[Dataset entries]
=== Begin Enclosure ===
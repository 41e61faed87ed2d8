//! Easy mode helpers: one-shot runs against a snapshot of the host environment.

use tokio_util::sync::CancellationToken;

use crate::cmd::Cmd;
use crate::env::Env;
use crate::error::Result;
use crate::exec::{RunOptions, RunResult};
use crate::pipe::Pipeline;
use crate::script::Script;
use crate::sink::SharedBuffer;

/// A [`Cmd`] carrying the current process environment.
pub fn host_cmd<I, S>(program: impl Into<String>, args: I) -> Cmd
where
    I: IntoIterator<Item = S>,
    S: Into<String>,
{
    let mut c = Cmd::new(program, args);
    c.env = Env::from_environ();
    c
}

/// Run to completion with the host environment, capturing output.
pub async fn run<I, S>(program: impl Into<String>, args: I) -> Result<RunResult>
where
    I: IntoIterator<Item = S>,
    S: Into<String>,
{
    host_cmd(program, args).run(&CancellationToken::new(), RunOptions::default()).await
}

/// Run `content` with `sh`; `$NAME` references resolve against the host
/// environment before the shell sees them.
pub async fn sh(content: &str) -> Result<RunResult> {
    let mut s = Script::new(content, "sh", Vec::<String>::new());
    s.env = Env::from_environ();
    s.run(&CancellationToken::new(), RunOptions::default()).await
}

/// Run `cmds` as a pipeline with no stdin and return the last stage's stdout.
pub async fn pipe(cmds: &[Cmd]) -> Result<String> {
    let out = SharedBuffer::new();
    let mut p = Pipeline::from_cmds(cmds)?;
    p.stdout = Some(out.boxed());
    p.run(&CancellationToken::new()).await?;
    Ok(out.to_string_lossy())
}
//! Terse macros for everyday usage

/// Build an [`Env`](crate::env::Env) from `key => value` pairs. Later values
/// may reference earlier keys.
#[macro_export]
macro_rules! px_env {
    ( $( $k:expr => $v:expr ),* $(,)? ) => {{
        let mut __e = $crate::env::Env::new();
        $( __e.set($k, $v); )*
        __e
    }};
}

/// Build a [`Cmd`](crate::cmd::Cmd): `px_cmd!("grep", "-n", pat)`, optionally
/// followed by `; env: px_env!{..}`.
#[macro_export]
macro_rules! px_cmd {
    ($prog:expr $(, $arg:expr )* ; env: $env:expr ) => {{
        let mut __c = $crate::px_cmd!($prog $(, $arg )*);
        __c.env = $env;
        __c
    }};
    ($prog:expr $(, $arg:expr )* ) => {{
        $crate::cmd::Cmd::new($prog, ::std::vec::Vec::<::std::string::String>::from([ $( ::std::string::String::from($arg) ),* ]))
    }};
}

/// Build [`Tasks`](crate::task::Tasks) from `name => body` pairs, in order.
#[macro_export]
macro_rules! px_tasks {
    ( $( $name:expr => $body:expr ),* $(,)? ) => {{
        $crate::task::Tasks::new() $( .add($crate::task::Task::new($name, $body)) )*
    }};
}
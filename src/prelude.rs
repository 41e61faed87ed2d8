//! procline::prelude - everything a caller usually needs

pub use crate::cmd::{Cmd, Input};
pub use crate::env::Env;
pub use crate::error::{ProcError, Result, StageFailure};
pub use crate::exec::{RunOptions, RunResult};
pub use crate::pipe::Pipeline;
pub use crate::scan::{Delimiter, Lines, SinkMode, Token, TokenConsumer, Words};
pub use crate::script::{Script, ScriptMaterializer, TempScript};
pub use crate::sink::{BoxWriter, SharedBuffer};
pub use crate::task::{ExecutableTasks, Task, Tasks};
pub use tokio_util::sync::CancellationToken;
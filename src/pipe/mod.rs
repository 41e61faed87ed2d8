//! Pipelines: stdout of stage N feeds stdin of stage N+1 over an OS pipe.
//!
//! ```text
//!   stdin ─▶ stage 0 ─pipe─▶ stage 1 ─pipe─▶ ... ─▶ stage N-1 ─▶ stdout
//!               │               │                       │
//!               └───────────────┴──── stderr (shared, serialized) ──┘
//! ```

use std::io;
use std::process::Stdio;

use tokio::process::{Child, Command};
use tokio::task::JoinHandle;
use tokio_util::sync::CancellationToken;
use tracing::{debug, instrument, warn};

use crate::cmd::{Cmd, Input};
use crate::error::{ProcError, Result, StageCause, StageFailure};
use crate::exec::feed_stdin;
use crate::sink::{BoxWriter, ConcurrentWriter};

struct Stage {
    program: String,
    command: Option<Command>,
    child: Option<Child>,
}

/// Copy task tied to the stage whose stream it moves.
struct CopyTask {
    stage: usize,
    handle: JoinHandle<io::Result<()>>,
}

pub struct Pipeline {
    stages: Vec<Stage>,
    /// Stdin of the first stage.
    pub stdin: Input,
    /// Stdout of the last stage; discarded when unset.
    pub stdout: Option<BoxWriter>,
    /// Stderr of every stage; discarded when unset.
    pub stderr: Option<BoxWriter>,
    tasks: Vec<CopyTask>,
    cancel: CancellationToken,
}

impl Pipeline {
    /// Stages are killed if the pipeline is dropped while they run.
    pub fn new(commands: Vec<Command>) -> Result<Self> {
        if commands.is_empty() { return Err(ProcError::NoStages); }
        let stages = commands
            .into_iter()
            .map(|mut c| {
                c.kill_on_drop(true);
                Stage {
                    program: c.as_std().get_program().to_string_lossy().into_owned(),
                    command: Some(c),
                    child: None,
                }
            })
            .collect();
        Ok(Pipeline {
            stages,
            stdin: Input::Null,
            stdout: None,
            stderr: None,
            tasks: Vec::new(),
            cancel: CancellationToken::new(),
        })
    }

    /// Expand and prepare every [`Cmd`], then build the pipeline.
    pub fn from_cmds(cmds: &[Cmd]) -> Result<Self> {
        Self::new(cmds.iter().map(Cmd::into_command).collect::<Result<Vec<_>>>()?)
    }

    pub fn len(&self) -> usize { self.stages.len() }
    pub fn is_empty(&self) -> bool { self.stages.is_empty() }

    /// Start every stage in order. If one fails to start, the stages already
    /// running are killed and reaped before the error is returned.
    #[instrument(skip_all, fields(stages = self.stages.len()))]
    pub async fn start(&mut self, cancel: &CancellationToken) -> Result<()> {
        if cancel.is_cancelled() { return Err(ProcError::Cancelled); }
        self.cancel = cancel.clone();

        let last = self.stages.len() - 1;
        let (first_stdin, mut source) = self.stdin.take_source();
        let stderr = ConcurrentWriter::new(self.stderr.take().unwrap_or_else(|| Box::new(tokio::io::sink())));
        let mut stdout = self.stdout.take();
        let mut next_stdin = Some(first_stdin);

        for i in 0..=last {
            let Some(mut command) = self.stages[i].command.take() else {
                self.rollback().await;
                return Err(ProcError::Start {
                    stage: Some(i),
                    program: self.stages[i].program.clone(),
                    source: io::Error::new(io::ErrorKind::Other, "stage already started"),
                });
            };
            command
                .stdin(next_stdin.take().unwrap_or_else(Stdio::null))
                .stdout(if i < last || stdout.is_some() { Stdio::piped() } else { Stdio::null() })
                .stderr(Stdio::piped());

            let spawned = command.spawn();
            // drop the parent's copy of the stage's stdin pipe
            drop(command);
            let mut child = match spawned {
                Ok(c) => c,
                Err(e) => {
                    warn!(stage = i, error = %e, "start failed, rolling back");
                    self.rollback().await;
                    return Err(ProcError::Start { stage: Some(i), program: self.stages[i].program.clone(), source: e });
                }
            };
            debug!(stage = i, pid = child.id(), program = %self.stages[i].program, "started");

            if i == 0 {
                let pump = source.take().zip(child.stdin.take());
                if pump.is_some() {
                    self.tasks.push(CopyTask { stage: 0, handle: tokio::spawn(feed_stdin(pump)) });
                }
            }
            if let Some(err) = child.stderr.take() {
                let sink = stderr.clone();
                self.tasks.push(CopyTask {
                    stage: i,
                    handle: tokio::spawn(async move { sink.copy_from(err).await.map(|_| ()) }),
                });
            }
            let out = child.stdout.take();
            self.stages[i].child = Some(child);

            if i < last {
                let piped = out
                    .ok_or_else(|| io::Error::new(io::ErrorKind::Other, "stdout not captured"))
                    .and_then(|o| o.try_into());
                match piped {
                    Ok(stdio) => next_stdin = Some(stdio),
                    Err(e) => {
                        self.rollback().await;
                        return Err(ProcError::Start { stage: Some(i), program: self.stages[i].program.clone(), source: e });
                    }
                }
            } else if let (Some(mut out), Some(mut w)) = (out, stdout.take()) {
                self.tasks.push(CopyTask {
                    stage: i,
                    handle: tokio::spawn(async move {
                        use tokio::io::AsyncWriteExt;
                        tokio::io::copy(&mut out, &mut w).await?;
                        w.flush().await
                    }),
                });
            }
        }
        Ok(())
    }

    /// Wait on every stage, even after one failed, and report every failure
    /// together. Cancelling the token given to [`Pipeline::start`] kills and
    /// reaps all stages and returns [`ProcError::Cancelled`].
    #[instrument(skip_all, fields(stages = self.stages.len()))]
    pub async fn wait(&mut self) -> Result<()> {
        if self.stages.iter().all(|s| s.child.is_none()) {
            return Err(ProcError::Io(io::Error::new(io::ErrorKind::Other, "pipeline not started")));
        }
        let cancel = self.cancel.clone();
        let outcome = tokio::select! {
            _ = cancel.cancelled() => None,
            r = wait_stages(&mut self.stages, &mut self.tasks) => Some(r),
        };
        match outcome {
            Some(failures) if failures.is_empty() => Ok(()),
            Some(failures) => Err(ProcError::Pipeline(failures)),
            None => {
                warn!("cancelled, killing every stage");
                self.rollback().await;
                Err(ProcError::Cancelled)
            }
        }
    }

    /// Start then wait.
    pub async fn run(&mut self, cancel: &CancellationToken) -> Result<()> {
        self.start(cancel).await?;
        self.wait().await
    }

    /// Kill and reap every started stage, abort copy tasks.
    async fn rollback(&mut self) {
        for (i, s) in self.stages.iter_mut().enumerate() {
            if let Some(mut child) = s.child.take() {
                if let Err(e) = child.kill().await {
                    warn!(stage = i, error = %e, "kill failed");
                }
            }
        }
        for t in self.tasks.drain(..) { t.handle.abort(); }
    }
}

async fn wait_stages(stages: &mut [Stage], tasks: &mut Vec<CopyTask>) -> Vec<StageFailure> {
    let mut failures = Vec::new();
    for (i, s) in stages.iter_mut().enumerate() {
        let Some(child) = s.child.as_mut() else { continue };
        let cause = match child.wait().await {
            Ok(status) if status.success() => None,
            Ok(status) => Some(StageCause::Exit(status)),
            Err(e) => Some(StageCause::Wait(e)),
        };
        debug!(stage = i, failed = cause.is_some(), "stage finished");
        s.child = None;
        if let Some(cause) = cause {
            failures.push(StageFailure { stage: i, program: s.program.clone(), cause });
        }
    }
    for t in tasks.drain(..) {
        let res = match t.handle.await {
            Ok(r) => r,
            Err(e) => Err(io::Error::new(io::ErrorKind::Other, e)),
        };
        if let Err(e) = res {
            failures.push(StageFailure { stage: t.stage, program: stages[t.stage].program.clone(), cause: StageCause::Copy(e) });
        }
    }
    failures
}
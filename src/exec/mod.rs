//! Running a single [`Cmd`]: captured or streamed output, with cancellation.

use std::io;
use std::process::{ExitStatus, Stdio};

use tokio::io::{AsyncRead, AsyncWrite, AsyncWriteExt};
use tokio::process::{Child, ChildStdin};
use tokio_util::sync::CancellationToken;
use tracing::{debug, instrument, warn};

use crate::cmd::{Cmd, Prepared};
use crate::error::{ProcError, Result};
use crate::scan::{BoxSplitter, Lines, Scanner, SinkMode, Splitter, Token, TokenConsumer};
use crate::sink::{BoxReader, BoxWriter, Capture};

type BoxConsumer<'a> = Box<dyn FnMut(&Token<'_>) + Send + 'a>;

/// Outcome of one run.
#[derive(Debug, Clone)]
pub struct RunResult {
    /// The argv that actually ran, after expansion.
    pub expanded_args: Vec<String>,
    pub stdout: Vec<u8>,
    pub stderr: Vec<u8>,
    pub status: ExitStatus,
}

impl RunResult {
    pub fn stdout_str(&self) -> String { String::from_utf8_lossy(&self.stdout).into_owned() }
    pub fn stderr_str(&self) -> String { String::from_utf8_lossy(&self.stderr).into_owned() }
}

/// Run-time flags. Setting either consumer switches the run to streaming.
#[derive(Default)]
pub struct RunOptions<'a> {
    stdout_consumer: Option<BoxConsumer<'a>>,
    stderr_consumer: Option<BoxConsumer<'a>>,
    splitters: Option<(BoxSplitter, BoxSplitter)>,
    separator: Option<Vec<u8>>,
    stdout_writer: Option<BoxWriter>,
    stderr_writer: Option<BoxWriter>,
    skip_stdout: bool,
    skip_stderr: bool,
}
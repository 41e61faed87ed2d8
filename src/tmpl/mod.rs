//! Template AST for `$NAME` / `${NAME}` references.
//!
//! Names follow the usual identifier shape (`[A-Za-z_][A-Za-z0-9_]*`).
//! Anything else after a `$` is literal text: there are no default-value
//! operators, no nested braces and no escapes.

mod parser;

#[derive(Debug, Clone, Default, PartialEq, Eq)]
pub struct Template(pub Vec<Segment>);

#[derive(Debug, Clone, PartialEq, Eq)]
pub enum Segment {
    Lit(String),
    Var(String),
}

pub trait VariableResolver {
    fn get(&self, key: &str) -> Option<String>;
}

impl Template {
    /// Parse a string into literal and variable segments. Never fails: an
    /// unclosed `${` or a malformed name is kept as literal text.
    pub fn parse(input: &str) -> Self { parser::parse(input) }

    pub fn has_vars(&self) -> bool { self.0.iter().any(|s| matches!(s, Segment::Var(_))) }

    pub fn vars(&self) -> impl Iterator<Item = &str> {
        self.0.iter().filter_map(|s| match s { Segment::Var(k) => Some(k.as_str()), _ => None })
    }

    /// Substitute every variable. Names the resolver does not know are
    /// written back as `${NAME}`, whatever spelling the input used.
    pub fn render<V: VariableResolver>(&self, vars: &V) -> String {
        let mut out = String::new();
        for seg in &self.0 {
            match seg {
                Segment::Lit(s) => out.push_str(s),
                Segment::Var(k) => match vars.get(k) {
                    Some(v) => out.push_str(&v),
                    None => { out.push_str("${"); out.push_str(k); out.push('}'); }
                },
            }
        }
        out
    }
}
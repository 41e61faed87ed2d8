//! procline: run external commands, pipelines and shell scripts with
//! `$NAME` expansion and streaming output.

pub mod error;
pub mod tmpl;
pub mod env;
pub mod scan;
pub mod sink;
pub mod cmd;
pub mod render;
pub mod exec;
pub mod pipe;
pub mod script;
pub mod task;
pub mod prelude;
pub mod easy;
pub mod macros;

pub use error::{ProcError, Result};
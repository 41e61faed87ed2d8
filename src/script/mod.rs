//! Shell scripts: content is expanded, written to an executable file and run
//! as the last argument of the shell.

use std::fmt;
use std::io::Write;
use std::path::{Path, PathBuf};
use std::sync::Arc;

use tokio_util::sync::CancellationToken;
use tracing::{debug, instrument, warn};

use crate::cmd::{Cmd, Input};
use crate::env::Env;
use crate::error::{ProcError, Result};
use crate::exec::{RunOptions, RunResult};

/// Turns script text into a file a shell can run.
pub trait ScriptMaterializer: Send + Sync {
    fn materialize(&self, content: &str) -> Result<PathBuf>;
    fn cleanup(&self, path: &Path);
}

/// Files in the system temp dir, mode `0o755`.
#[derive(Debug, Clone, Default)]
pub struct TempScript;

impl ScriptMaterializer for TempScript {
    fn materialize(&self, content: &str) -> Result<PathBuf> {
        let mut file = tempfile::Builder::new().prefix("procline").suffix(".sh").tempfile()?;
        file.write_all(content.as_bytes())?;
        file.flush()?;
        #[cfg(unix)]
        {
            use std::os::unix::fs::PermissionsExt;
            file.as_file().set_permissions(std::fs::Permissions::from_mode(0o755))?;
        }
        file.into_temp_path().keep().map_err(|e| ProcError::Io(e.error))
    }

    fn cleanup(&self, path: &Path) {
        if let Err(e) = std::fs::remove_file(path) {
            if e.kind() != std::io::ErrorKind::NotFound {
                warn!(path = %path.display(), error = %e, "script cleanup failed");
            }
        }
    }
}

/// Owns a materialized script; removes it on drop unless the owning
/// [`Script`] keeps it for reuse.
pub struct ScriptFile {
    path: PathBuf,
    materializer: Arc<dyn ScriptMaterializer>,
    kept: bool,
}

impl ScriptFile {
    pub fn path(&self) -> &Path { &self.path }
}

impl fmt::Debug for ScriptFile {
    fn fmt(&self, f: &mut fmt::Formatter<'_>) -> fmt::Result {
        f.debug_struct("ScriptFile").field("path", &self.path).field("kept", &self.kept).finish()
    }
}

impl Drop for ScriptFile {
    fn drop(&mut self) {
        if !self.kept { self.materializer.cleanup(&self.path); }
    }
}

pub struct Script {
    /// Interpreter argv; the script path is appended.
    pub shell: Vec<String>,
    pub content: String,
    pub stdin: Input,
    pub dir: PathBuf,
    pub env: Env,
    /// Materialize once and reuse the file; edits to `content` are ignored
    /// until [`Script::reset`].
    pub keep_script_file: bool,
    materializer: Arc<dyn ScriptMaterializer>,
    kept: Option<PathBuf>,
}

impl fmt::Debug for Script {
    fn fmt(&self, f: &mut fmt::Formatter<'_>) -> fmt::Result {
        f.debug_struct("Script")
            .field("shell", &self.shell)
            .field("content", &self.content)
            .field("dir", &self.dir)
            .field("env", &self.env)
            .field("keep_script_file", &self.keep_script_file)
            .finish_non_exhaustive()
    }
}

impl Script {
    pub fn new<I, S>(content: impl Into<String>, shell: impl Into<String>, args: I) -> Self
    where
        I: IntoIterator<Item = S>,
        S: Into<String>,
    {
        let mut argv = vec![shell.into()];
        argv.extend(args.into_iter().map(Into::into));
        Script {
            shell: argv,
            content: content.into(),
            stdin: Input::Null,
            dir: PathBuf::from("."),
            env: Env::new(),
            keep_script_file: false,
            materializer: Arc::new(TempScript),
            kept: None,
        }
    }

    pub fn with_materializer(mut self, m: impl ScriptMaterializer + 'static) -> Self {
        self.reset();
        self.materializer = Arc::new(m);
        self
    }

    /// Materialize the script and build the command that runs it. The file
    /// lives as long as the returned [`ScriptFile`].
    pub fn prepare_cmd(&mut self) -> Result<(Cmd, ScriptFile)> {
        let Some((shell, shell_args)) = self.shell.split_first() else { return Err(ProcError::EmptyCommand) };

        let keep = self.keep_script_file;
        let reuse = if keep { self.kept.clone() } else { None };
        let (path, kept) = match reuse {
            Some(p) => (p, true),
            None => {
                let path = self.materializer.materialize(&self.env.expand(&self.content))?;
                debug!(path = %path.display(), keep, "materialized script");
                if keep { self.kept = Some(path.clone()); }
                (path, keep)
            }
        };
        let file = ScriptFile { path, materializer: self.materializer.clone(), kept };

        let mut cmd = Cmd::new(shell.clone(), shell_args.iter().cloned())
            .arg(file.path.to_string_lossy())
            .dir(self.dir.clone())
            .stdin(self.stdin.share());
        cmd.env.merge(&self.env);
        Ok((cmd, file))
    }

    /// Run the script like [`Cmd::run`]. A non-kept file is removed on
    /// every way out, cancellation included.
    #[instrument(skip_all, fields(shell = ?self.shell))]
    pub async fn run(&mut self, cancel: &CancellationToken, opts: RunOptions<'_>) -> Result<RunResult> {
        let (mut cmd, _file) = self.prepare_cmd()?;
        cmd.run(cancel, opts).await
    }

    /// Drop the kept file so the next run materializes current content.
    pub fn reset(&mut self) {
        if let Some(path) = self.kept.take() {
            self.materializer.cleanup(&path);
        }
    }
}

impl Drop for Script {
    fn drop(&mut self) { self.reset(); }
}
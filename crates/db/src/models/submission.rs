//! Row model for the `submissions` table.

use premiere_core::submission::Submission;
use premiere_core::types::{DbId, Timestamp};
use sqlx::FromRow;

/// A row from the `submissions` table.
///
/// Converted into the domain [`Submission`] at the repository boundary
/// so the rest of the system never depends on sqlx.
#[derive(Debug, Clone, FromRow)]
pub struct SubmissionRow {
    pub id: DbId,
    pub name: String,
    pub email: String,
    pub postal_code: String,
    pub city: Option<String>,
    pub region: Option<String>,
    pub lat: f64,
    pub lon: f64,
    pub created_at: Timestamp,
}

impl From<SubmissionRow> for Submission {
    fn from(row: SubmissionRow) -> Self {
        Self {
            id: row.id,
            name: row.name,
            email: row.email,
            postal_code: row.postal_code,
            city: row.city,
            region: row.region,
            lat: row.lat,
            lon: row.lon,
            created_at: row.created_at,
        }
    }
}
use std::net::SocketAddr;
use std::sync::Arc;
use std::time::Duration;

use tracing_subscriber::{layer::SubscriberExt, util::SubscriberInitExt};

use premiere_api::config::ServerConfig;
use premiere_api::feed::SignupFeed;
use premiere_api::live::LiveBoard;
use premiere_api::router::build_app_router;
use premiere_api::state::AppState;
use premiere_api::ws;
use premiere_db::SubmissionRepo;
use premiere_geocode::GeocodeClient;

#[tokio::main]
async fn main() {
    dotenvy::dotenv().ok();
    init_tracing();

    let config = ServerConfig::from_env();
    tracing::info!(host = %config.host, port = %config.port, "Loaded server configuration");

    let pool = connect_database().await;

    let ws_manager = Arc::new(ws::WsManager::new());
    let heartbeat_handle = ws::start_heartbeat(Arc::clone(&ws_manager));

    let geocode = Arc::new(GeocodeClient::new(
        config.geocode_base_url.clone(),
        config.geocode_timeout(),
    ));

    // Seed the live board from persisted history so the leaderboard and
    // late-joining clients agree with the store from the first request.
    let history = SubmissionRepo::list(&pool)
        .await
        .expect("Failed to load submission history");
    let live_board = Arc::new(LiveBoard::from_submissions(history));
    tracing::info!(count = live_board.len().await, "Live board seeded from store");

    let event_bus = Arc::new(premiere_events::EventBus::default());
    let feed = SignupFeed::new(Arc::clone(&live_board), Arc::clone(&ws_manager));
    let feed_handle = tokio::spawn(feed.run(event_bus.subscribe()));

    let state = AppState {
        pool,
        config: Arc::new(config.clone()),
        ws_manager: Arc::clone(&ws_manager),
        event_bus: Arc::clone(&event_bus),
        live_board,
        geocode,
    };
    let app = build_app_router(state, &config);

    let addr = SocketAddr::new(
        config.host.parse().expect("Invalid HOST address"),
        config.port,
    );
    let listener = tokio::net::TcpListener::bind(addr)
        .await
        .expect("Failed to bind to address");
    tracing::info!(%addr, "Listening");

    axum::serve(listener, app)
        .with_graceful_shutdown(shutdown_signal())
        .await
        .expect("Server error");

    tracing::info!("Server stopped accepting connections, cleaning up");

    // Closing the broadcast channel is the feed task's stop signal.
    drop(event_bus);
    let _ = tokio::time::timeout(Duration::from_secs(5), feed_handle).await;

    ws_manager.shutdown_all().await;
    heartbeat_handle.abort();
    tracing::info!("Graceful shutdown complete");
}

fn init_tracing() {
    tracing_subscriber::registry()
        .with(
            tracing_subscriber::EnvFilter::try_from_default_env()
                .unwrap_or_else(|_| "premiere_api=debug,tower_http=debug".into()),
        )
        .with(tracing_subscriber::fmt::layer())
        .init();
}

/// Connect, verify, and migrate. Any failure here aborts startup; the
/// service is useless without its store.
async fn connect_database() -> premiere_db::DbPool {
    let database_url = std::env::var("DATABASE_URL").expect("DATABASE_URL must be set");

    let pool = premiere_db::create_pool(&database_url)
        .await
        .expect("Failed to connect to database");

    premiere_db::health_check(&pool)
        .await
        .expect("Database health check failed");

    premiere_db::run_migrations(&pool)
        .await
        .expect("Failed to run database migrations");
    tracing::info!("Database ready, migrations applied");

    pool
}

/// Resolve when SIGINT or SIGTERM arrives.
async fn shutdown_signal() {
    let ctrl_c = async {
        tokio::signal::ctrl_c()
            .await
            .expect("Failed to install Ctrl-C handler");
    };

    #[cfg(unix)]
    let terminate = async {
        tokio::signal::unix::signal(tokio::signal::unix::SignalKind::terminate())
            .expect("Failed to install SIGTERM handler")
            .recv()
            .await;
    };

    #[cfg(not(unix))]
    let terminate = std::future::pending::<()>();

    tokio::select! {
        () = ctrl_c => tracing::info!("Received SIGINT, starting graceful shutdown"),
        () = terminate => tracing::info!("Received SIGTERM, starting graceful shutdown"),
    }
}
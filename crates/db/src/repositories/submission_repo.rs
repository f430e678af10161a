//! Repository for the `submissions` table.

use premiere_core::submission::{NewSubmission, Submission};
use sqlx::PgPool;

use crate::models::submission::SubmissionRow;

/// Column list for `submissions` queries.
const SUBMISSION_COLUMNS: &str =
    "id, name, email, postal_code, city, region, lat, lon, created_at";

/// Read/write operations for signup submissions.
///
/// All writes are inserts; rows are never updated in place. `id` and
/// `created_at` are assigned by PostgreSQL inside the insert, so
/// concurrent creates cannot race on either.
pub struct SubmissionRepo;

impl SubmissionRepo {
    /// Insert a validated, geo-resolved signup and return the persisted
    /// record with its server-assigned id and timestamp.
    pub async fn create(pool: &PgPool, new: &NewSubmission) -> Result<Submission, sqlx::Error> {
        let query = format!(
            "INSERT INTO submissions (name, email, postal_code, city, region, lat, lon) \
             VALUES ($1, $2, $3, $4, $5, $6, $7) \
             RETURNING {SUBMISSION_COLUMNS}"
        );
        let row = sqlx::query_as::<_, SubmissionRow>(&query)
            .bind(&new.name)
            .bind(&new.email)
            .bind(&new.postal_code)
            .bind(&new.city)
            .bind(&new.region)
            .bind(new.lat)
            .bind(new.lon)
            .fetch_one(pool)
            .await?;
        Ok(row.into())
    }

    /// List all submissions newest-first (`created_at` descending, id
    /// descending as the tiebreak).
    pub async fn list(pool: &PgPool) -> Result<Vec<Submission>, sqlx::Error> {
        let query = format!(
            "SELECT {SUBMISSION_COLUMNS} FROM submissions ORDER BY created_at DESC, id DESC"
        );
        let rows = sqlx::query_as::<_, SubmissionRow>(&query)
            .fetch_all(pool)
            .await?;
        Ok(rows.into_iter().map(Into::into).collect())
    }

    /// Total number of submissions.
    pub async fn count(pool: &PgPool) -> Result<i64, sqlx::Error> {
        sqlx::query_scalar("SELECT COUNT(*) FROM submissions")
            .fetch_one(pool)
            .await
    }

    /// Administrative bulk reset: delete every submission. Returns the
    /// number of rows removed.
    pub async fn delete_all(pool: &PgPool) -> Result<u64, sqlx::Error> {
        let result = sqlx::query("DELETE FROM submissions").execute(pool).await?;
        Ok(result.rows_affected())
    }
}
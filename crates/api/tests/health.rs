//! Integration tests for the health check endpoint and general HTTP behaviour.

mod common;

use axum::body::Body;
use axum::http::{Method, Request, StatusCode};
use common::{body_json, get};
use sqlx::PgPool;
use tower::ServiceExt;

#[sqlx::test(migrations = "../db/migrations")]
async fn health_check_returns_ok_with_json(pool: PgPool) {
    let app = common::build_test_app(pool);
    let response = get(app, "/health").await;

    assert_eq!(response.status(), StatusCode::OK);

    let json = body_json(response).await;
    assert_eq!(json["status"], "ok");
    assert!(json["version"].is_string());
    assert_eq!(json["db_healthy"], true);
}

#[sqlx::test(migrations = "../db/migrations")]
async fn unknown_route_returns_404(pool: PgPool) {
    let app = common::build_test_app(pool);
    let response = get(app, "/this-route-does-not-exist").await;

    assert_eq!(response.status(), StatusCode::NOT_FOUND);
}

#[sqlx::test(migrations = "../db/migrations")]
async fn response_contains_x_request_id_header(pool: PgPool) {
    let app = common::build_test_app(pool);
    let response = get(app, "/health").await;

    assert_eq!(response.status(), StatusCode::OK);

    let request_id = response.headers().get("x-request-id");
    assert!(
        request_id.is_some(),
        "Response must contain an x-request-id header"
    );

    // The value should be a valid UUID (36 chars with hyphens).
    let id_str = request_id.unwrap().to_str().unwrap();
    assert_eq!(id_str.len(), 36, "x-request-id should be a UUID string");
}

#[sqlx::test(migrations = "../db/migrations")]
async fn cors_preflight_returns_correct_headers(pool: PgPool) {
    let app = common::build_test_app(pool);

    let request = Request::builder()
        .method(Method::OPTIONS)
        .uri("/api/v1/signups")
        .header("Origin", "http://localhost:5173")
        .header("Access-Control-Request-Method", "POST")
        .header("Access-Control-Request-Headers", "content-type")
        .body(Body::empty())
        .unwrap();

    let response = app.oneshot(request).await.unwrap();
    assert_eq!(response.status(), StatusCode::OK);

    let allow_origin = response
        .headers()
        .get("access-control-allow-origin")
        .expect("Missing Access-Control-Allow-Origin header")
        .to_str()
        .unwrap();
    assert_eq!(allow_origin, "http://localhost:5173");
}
=== End Enclosure ===
> _WHAT IS REQUIRED_
Please determine the number of lines in the records above that include the string "true", and answer with that number only.

> _YOUR SOLUTION_
3